Le miroir de la salle de bain était couvert de buée, mais Mariana distinguait clairement l’ecchymose qui commençait à se former sur sa pommette droite. Ses doigts tremblaient tandis qu’elle appliquait encore et encore du correcteur, tentant de cacher la marque violacée que Ricardo venait de lui laisser à peine vingt minutes plus tôt. Depuis la chambre, la voix de Ricardo résonnait comme si de rien n’était :
“On est presque prêts, mon amour. Les Hernández nous attendent au restaurant.”

Mariana ferma les yeux et inspira profondément. Le Sanborns d’Insurgentes Sur, en plein cœur de Mexico, serait le lieu où l’on célébrerait la promotion de Ricardo dans la société de construction. Tout le monde serait là : ses collègues, son patron avec sa femme, même quelques clients importants. Et elle devrait sourire, comme toujours. Mais cette fois, c’était différent. Cette fois, le téléphone qu’il lui avait lancé au visage avec rage avait frappé bien plus que sa peau.

Tout avait commencé deux ans auparavant, à Coyoacán. Mariana Solís Mendoza avait vingt-quatre ans et travaillait dans une petite librairie de la rue Francisco Sosa. C’était un mardi pluvieux de septembre lorsque Ricardo Vallejo y entra pour la première fois, détrempé, cherchant refuge contre l’orage.
“Excusez-moi, vous avez du café ?” demanda-t-il avec un sourire qui illumina la pièce.

Il promit d’acheter au moins trois livres s’il pouvait rester jusqu’à la fin de la pluie. Mariana rit et lui indiqua la cafetière dans un coin. Il était beau, elle ne pouvait le nier : grand, athlétique, des cheveux châtains impeccablement coiffés malgré l’humidité, et ces yeux couleur miel qui semblaient lire dans l’âme. Il portait un costume gris impeccable et parlait avec l’assurance de quelqu’un habitué à obtenir ce qu’il veut.

“Je m’appelle Ricardo”, dit-il en tendant la main quand Mariana lui apporta le café. “Je travaille pas loin, chez Corporativo Azteca, l’entreprise qui construit la nouvelle tour sur División del Norte.”
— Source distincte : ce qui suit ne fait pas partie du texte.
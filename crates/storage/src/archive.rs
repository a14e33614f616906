#![forbid(unsafe_code)]

use crate::{BlobStore, StoreError};
use ho_core::ids::WorkUnitId;
use ho_core::keys::{LogField, log_key, parse_log_key, status_key, work_unit_prefix};
use ho_core::model::OverallStatus;
use ho_core::record::{CommandLabel, ExecutionRecord};
use std::collections::BTreeMap;
use tracing::{info, warn};

/// Logs of one failed command as read back from the store.
///
/// Fields are `None` when the entry is missing (e.g. the archiver crashed half-way).
#[derive(Clone, Debug, PartialEq, Eq)]
pub struct ArchivedLog {
    pub label: CommandLabel,
    pub exit_code: Option<i32>,
    pub timed_out: Option<bool>,
    pub stdout: Option<Vec<u8>>,
    pub stderr: Option<Vec<u8>>,
}

impl ArchivedLog {
    fn empty(label: CommandLabel) -> Self {
        Self {
            label,
            exit_code: None,
            timed_out: None,
            stdout: None,
            stderr: None,
        }
    }

    /// Back to an execution record, when all four fields were found.
    pub fn to_record(&self) -> Option<ExecutionRecord> {
        Some(ExecutionRecord {
            exit_code: self.exit_code?,
            timed_out: self.timed_out?,
            stdout: self.stdout.clone()?,
            stderr: self.stderr.clone()?,
        })
    }
}

/// Per-work-unit result storage: command logs and the overall status.
///
/// Purely additive; nothing here deletes.
pub struct Archive<'a> {
    store: &'a dyn BlobStore,
}

impl<'a> Archive<'a> {
    pub fn new(store: &'a dyn BlobStore) -> Self {
        Self { store }
    }

    pub fn archive_record(
        &self,
        id: &WorkUnitId,
        label: &CommandLabel,
        record: &ExecutionRecord,
    ) -> Result<(), StoreError> {
        info!(destination = %format!("{id}/{label}"), "archiving logs");
        let exit_code = record.exit_code.to_string();
        let timed_out = if record.timed_out { "true" } else { "false" };
        self.store
            .put(&log_key(id, label, LogField::ExitCode), exit_code.as_bytes())?;
        self.store
            .put(&log_key(id, label, LogField::TimedOut), timed_out.as_bytes())?;
        self.store
            .put(&log_key(id, label, LogField::Stdout), &record.stdout)?;
        self.store
            .put(&log_key(id, label, LogField::Stderr), &record.stderr)?;
        Ok(())
    }

    pub fn write_status(&self, id: &WorkUnitId, status: OverallStatus) -> Result<(), StoreError> {
        info!(work_unit = %id, status = status.as_str(), "archiving overall status");
        self.store.put(&status_key(id), status.as_str().as_bytes())
    }

    pub fn read_status(&self, id: &WorkUnitId) -> Result<Option<OverallStatus>, StoreError> {
        let Some(bytes) = self.store.get(&status_key(id))? else {
            return Ok(None);
        };
        Ok(Some(OverallStatus::parse(&String::from_utf8_lossy(&bytes))))
    }

    /// Every archived command log for `id`, ordered by label.
    pub fn fetch_logs(&self, id: &WorkUnitId) -> Result<Vec<ArchivedLog>, StoreError> {
        let mut by_label = BTreeMap::<CommandLabel, ArchivedLog>::new();
        for key in self.store.list(&work_unit_prefix(id))? {
            let Some((label, field)) = parse_log_key(id, &key) else {
                continue;
            };
            let Some(bytes) = self.store.get(&key)? else {
                // Listed but gone: listing and reads are not one snapshot.
                continue;
            };
            let entry = by_label
                .entry(label.clone())
                .or_insert_with(|| ArchivedLog::empty(label));
            match field {
                LogField::ExitCode => {
                    let raw = String::from_utf8_lossy(&bytes);
                    entry.exit_code = raw.trim().parse::<i32>().ok();
                    if entry.exit_code.is_none() {
                        warn!(key = %key, value = %raw, "unparseable archived exit code");
                    }
                }
                LogField::TimedOut => {
                    entry.timed_out = parse_flag(&String::from_utf8_lossy(&bytes));
                }
                LogField::Stdout => entry.stdout = Some(bytes),
                LogField::Stderr => entry.stderr = Some(bytes),
            }
        }
        Ok(by_label.into_values().collect())
    }
}

fn parse_flag(raw: &str) -> Option<bool> {
    match raw.trim().to_ascii_lowercase().as_str() {
        "true" | "1" => Some(true),
        "false" | "0" => Some(false),
        _ => None,
    }
}

#[cfg(test)]
mod tests {
    use super::*;

    #[test]
    fn flag_accepts_legacy_spellings() {
        assert_eq!(parse_flag("True"), Some(true));
        assert_eq!(parse_flag("false\n"), Some(false));
        assert_eq!(parse_flag("0"), Some(false));
        assert_eq!(parse_flag("maybe"), None);
    }
}
use district_weather::configuration::get_configuration;
use district_weather::{OpenWeatherClient, Orchestrator, SupabaseClient};
use log::info;
use std::time::Instant;

#[tokio::main(flavor = "current_thread")]
async fn main() -> Result<(), Box<dyn std::error::Error>> {
    env_logger::Builder::from_env(env_logger::Env::default().default_filter_or("info")).init();

    let configuration = get_configuration()?;
    let supabase_client = SupabaseClient::new(&configuration.supabase);
    let weather_client = OpenWeatherClient::new(&configuration.openweather)?;

    let start = Instant::now();
    let report = Orchestrator::new(supabase_client.clone(), weather_client, supabase_client)
        .run()
        .await;

    info!(
        "Processed {} districts in {:?}",
        report.processed(),
        start.elapsed()
    );

    Ok(())
}
//! Refreshes the current weather of every district stored in Supabase.
//!
//! A run lists the `districts` table, asks OpenWeather for the current
//! conditions of each district by name and upserts the result into the
//! `weather` table, one row per district.

pub mod batch;
pub mod configuration;
pub mod error;
pub mod models;
pub mod openweather;
pub mod supabase;

pub use batch::{DistrictOutcome, Orchestrator, RunReport};
pub use openweather::{OpenWeatherClient, WeatherSource};
pub use supabase::{DistrictDirectory, SupabaseClient, WeatherStore};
Mariana répondit en remarquant combien sa main était douce pour un homme du bâtiment. Pendant près de trois heures, alors que la pluie battait contre les vitres, ils parlèrent de tout et de rien. Ricardo acheta finalement cinq livres, non pas trois, et avant de partir il lui demanda son numéro.
“J’aurai besoin de recommandations de lecture”, dit-il en lui lançant un clin d’œil. “Et je crois avoir trouvé la meilleure conseillère littéraire de tout Coyoacán.”